第30期選手候補生訓練たより

〜エンジン始動〜

 競走車はエンジンに火が入らなければ動きません。スターターなどは付いていないので、自らの動きを利して始動させるのです。
 エンジンを始動させる方法は、先ず、クラッチレバーを強く握りニュートラル状態にし、競走車を自らの力で前へ押しだし進ませます。サドルに体重を載せ後輪の大歯車からチェーンを伝いミッションが動き出すようにし。この時、クラッチレバーの握りをゆるめエンジン内のクランクシャフトにへとミッションからの動力を伝えます。そうするとエンジンに吸入・圧縮・爆発・排気の行程が起こりだし、アクセルグリップを少しだけ開けキャブレターから混合気が送り込まれエンジンが始動し始めるのです。

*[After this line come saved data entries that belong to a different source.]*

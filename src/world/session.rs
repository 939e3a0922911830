//! A running game: the data registry, the area cache, and the player.
//!
//! Areas are built on first entry and cached by id for the rest of the
//! session, so a room keeps its roster and trigger state when the player
//! comes back. Everything the simulation needs is reached through the
//! session; nothing is global.

use bevy::log::{debug, info};
use bevy::math::Vec2;
use std::collections::hash_map::Entry;
use std::collections::HashMap;

use super::area::{Area, AreaRequest};
use super::data::DataRegistry;
use super::error::DataLoadError;
use crate::audio::AudioCue;
use crate::core::{GameConfig, InputSnapshot};
use crate::player::Player;
use crate::rendering::Canvas;

/// Switches the simulation flips for the host.
#[derive(Debug, Clone, Copy, Default, PartialEq, Eq)]
pub struct SessionFlags {
    /// Outline bounds, show trigger boxes, allow walking through walls.
    pub debug: bool,
    /// A menu is up and wants the cursor.
    pub mouse_visible: bool,
}

#[derive(Debug)]
pub struct Session {
    registry: DataRegistry,
    config: GameConfig,
    areas: HashMap<String, Area>,
    current: String,
    player: Player,
    flags: SessionFlags,
    /// Input of the last tick that ran, carried across area changes.
    last_input: InputSnapshot,
    audio: Vec<AudioCue>,
    next_instance: u64,
    focused: bool,
}

impl Session {
    /// Build the player and enter the configured start area.
    pub fn new(registry: DataRegistry, config: GameConfig) -> Result<Self, DataLoadError> {
        let player = load_player(&registry, &config)?;
        let mut session = Self {
            current: config.start_area.clone(),
            flags: SessionFlags {
                debug: config.debug,
                mouse_visible: false,
            },
            registry,
            config,
            areas: HashMap::new(),
            player,
            last_input: InputSnapshot::empty(),
            audio: Vec::new(),
            next_instance: 0,
            focused: true,
        };
        let start = session.config.start_area.clone();
        session.enter(&start)?;
        Ok(session)
    }

    pub fn registry(&self) -> &DataRegistry {
        &self.registry
    }

    pub fn config(&self) -> &GameConfig {
        &self.config
    }

    pub fn player(&self) -> &Player {
        &self.player
    }

    pub fn player_mut(&mut self) -> &mut Player {
        &mut self.player
    }

    pub fn flags(&self) -> SessionFlags {
        self.flags
    }

    pub fn current_area_id(&self) -> &str {
        &self.current
    }

    pub fn current_area(&self) -> Option<&Area> {
        self.areas.get(&self.current)
    }

    pub fn current_area_mut(&mut self) -> Option<&mut Area> {
        self.areas.get_mut(&self.current)
    }

    /// A cached area, if it has been visited.
    pub fn area(&self, id: &str) -> Option<&Area> {
        self.areas.get(id)
    }

    pub fn cached_areas(&self) -> usize {
        self.areas.len()
    }

    pub fn is_focused(&self) -> bool {
        self.focused
    }

    /// Text for the window title.
    pub fn title(&self) -> String {
        let position = self.player.position();
        format!("Player coordinates: {}, {}", position.x, position.y)
    }

    /// Return area `id`, from the cache with its trigger boxes re-enabled,
    /// or freshly built around the player's current position.
    pub fn load_area(&mut self, id: &str) -> Result<&mut Area, DataLoadError> {
        match self.areas.entry(id.to_string()) {
            Entry::Occupied(entry) => {
                let area = entry.into_mut();
                area.reload_triggers(true);
                debug!("Area '{}' served from cache (#{})", id, area.instance());
                Ok(area)
            }
            Entry::Vacant(entry) => {
                let area = Area::load(
                    id,
                    self.next_instance,
                    &self.registry,
                    &self.player,
                    self.config.viewport_rect(),
                )?;
                self.next_instance += 1;
                Ok(entry.insert(area))
            }
        }
    }

    /// Advance the active area by one tick and carry out what it asked for.
    /// Does nothing while the window is unfocused.
    pub fn tick(&mut self, input: &InputSnapshot) -> Result<(), DataLoadError> {
        if !self.focused {
            return Ok(());
        }

        let area = self
            .areas
            .get_mut(&self.current)
            .ok_or_else(|| DataLoadError::UnknownRecord {
                kind: "area",
                id: self.current.clone(),
            })?;
        let previous = std::mem::replace(&mut self.last_input, input.clone());
        let requests = area.update(
            &mut self.player,
            input,
            &previous,
            &mut self.flags,
            &self.registry,
        )?;

        if requests.contains(&AreaRequest::NewGame) {
            return self.restart();
        }
        // one transition per tick; later ones were raised in the old area
        if let Some(AreaRequest::Transition { area, position }) = requests.into_iter().next() {
            self.transition(&area, position)?;
        }
        Ok(())
    }

    /// Move the player to `position` in area `target`.
    ///
    /// If the target cannot be built the player stays where it was.
    pub fn transition(&mut self, target: &str, position: Vec2) -> Result<(), DataLoadError> {
        let previous = self.player.position();
        self.player.actor.set_position(position);

        if !self.areas.contains_key(target) {
            if let Err(e) = self.load_area(target) {
                self.player.actor.set_position(previous);
                return Err(e);
            }
        }

        if let Some(old) = self.areas.get_mut(&self.current) {
            old.unload_triggers(false);
        }
        info!("{} moves from '{}' to '{}'", self.player.name(), self.current, target);
        self.enter(target)
    }

    /// Drop every cached area and start over with a fresh player.
    pub fn restart(&mut self) -> Result<(), DataLoadError> {
        info!("Starting a new game");
        self.player = load_player(&self.registry, &self.config)?;
        self.areas.clear();
        self.flags.mouse_visible = false;
        let start = self.config.start_area.clone();
        self.enter(&start)
    }

    fn enter(&mut self, id: &str) -> Result<(), DataLoadError> {
        let music = self.load_area(id)?.music().cloned();
        self.player.set_area(id);
        self.current = id.to_string();
        if let Some(music) = music {
            self.audio.push(AudioCue::Play {
                track: music.track,
                looped: music.looped,
            });
        }
        Ok(())
    }

    pub fn draw(&self, canvas: &mut dyn Canvas) {
        if let Some(area) = self.current_area() {
            area.draw(canvas, &self.player, self.flags.debug);
        }
    }

    /// Record window focus. Losing focus pauses the music and the
    /// simulation until focus returns.
    pub fn set_focused(&mut self, focused: bool) {
        if focused == self.focused {
            return;
        }
        self.focused = focused;
        self.audio.push(if focused {
            AudioCue::Resume
        } else {
            AudioCue::Pause
        });
    }

    /// Take the audio cues queued since the last call.
    pub fn drain_audio(&mut self) -> Vec<AudioCue> {
        std::mem::take(&mut self.audio)
    }
}

fn load_player(registry: &DataRegistry, config: &GameConfig) -> Result<Player, DataLoadError> {
    Player::load(
        config.player_name.clone(),
        &config.player_id,
        config.start_area.clone(),
        config.player_start(),
        registry,
    )
}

 選手候補生に訪れる最初の難関であるこの訓練、エンジンを掛けることができなければ何も始まらないこの世界。
 エンジンにはそんなに簡単には火が入らず、始動したと思ったとたんエンストするの繰り返し。教官の怒号が響くなか、握るクラッチレバーはどんどん硬くなるいっぽうで、足取りもおぼつかなくなり、競走車を真っ直ぐ押すことも出来なくなってしまいます。とうとう愛車が転倒してしまうことも。作業着姿でさえ汗だくで悪戦苦闘となるのに、この後は、防具一式を纏っての訓練が待ち受けている。
 掛からないエンジン、奪われる体力。我慢の限界を超えなおも我慢に我慢を重ねてこの試練を乗り切るのです。